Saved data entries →
[Start of section]
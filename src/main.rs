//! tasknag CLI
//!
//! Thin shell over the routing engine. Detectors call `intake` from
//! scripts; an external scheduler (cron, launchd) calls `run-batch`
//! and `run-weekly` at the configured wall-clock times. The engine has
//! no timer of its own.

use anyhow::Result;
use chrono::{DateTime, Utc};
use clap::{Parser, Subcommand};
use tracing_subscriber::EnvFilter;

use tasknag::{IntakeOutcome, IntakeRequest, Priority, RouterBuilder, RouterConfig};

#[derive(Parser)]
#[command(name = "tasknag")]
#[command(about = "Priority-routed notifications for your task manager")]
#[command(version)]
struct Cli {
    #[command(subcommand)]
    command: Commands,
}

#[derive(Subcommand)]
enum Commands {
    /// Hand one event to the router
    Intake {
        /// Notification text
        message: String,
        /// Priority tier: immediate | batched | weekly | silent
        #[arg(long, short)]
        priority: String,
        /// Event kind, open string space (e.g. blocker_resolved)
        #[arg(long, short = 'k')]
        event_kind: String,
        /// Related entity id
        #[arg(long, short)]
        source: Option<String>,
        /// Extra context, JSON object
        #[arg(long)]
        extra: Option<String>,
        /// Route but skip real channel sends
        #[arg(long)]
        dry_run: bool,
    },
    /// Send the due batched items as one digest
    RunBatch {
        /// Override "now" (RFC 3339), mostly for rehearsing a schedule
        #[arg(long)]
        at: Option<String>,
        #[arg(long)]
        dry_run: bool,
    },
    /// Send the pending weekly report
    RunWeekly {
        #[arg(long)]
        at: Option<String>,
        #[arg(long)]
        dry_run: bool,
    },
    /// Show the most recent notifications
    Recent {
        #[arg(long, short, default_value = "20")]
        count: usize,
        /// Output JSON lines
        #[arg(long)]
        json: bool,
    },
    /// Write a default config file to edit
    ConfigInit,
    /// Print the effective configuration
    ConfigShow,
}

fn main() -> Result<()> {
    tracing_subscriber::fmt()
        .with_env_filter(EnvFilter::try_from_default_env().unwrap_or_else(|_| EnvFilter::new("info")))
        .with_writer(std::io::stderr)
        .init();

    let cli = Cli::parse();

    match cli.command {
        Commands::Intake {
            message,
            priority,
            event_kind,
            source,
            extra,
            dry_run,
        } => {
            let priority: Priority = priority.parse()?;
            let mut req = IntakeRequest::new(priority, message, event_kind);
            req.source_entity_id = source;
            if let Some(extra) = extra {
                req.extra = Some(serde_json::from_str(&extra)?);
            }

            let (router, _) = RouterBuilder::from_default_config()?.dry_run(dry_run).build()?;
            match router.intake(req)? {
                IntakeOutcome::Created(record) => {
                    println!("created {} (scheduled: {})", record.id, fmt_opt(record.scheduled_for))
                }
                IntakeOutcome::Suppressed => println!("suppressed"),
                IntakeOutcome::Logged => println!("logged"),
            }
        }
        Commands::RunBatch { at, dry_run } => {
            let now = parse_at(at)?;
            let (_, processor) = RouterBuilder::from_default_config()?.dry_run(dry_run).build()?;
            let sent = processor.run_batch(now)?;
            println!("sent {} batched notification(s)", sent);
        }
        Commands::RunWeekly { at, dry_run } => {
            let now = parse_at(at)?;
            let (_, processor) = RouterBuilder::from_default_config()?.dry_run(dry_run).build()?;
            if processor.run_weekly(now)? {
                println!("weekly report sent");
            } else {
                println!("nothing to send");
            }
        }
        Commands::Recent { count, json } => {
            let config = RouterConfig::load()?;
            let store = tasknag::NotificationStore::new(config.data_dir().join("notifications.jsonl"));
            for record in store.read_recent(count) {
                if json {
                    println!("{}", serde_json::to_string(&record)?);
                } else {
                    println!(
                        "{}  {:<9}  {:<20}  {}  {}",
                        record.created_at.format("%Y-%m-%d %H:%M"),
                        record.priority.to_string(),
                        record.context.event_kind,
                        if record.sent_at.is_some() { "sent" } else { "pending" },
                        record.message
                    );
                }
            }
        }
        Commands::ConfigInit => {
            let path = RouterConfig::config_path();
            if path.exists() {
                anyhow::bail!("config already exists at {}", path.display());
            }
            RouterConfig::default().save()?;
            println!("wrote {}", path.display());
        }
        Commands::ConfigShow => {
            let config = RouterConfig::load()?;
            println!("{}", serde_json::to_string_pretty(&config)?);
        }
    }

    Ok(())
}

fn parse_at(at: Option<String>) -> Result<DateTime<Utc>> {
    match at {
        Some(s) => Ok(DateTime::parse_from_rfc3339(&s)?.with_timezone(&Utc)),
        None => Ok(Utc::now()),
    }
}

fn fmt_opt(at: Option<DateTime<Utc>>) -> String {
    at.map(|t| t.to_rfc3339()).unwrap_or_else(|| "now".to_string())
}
[End of section]
[Start of section]
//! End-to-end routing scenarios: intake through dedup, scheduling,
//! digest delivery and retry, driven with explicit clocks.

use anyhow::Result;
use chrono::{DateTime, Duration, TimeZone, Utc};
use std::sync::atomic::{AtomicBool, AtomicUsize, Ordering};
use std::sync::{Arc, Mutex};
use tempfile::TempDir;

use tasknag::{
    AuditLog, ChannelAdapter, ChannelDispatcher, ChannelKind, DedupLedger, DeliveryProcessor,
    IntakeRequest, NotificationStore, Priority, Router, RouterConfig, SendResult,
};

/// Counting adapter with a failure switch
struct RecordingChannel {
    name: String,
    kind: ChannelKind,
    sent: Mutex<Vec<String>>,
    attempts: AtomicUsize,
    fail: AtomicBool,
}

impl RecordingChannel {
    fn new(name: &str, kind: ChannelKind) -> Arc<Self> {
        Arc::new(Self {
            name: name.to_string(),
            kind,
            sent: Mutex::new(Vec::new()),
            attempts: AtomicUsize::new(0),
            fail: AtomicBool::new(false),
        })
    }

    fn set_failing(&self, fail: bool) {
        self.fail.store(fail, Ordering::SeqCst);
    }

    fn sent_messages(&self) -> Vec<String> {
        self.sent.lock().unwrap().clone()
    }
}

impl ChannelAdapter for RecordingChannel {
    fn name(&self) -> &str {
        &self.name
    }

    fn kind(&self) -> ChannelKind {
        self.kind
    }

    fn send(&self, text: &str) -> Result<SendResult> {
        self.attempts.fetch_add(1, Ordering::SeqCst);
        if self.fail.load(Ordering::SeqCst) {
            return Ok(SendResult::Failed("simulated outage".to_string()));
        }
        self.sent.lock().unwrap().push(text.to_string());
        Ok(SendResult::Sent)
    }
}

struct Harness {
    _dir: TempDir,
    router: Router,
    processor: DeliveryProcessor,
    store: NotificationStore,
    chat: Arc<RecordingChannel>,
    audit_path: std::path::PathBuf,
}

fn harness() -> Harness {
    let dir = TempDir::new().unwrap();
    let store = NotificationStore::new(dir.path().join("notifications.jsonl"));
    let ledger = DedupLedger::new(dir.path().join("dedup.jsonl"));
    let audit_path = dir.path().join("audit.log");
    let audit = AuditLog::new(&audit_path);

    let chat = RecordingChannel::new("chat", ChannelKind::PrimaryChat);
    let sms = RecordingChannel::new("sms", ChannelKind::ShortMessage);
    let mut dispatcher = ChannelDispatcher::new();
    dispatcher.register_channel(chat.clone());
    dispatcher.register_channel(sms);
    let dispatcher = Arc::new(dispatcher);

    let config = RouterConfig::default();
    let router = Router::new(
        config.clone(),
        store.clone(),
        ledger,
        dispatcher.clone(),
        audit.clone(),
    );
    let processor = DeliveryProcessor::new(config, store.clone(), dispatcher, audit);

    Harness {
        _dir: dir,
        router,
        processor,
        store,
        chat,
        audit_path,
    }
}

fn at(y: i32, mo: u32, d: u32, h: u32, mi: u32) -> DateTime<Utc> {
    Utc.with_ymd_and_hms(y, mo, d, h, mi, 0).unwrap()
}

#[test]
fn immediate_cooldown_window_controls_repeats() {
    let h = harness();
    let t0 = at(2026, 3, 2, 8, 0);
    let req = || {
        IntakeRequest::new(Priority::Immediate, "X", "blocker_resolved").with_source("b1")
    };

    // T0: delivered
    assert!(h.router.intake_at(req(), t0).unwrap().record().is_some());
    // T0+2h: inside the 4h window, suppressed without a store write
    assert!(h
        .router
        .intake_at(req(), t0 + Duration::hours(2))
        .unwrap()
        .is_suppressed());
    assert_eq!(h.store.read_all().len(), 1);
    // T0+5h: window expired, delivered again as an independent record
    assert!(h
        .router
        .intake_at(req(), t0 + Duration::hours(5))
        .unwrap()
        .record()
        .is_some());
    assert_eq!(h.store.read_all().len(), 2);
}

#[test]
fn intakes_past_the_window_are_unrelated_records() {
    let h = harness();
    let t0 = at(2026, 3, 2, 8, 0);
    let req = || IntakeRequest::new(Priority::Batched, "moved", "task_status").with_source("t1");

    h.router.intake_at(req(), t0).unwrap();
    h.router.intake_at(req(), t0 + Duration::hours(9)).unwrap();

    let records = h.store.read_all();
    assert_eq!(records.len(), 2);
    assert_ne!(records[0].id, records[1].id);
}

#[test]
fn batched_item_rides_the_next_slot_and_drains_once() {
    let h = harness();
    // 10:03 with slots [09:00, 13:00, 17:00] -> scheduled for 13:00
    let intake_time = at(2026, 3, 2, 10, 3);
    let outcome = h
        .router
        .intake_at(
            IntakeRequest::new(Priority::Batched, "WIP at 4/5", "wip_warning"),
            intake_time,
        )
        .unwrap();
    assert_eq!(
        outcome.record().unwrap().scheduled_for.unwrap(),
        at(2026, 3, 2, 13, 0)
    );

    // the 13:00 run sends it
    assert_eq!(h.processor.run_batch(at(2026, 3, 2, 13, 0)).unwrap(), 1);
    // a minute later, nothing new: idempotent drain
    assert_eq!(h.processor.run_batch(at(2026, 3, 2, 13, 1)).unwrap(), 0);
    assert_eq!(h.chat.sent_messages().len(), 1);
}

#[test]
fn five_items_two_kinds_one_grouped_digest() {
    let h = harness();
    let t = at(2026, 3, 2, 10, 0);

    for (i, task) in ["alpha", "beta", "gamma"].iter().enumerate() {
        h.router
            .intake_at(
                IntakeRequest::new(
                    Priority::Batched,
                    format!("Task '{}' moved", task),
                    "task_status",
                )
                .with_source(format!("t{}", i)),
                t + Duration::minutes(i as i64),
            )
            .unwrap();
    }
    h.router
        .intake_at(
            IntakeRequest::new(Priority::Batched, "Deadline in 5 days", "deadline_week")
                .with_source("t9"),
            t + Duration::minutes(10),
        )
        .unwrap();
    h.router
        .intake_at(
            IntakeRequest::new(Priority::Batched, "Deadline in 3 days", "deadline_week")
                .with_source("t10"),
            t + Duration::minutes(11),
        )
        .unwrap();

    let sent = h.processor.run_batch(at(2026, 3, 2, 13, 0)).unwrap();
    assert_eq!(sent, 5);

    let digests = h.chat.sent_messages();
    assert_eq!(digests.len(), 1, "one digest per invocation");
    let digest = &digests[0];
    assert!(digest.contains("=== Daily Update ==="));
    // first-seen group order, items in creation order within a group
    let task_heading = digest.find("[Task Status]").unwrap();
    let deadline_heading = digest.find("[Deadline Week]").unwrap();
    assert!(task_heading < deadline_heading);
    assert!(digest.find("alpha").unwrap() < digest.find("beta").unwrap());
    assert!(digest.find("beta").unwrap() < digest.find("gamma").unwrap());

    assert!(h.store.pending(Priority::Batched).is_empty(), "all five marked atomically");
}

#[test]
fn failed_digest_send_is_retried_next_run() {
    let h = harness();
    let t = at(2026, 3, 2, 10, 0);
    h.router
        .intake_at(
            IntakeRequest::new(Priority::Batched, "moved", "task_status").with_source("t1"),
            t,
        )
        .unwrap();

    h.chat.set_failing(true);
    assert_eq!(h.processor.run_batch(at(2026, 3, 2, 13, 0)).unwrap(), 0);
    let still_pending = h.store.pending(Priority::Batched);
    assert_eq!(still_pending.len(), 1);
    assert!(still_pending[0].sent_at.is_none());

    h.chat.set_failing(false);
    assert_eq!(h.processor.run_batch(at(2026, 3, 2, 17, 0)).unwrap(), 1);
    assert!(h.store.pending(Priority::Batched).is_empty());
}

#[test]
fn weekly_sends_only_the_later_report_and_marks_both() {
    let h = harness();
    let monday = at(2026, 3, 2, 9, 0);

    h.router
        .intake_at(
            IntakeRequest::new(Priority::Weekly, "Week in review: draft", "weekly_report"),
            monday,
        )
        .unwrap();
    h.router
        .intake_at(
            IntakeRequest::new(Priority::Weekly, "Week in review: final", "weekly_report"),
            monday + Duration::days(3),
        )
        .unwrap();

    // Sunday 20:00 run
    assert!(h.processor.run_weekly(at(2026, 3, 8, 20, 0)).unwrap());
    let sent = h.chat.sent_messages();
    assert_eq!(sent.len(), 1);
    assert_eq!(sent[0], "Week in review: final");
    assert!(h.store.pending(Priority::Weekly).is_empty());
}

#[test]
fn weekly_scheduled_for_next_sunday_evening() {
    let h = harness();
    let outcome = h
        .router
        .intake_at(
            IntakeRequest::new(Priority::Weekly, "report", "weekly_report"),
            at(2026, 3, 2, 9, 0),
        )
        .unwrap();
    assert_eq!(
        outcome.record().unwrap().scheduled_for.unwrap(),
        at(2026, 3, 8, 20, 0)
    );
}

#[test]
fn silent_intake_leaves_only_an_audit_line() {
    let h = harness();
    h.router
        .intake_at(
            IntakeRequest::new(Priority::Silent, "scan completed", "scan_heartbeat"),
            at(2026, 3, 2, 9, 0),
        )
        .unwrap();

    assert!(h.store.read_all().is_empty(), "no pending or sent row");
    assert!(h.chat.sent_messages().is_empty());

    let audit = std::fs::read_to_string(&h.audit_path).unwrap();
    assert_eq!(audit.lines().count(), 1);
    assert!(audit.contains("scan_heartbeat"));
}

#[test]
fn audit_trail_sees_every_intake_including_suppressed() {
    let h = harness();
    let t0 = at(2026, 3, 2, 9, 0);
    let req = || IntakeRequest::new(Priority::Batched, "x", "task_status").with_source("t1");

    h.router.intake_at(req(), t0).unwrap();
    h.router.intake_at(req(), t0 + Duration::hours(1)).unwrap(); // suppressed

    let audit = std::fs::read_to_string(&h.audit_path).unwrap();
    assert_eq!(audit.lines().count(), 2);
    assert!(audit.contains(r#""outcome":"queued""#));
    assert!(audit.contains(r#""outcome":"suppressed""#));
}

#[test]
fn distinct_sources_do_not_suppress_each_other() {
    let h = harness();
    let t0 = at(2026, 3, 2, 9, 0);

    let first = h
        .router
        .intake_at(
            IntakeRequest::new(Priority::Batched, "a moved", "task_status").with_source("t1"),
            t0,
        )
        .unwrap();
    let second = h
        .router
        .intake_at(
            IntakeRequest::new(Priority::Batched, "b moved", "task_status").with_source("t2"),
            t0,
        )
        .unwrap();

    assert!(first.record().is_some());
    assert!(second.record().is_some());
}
[End of section]
Return all lines in the data that include the word "ChannelKind".

EXERCISE RESULT →
    AuditLog, ChannelAdapter, ChannelDispatcher, ChannelKind, DedupLedger, DeliveryProcessor,
    kind: ChannelKind,
    fn new(name: &str, kind: ChannelKind) -> Arc<Self> {
    fn kind(&self) -> ChannelKind {
    let chat = RecordingChannel::new("chat", ChannelKind::PrimaryChat);
    let sms = RecordingChannel::new("sms", ChannelKind::ShortMessage);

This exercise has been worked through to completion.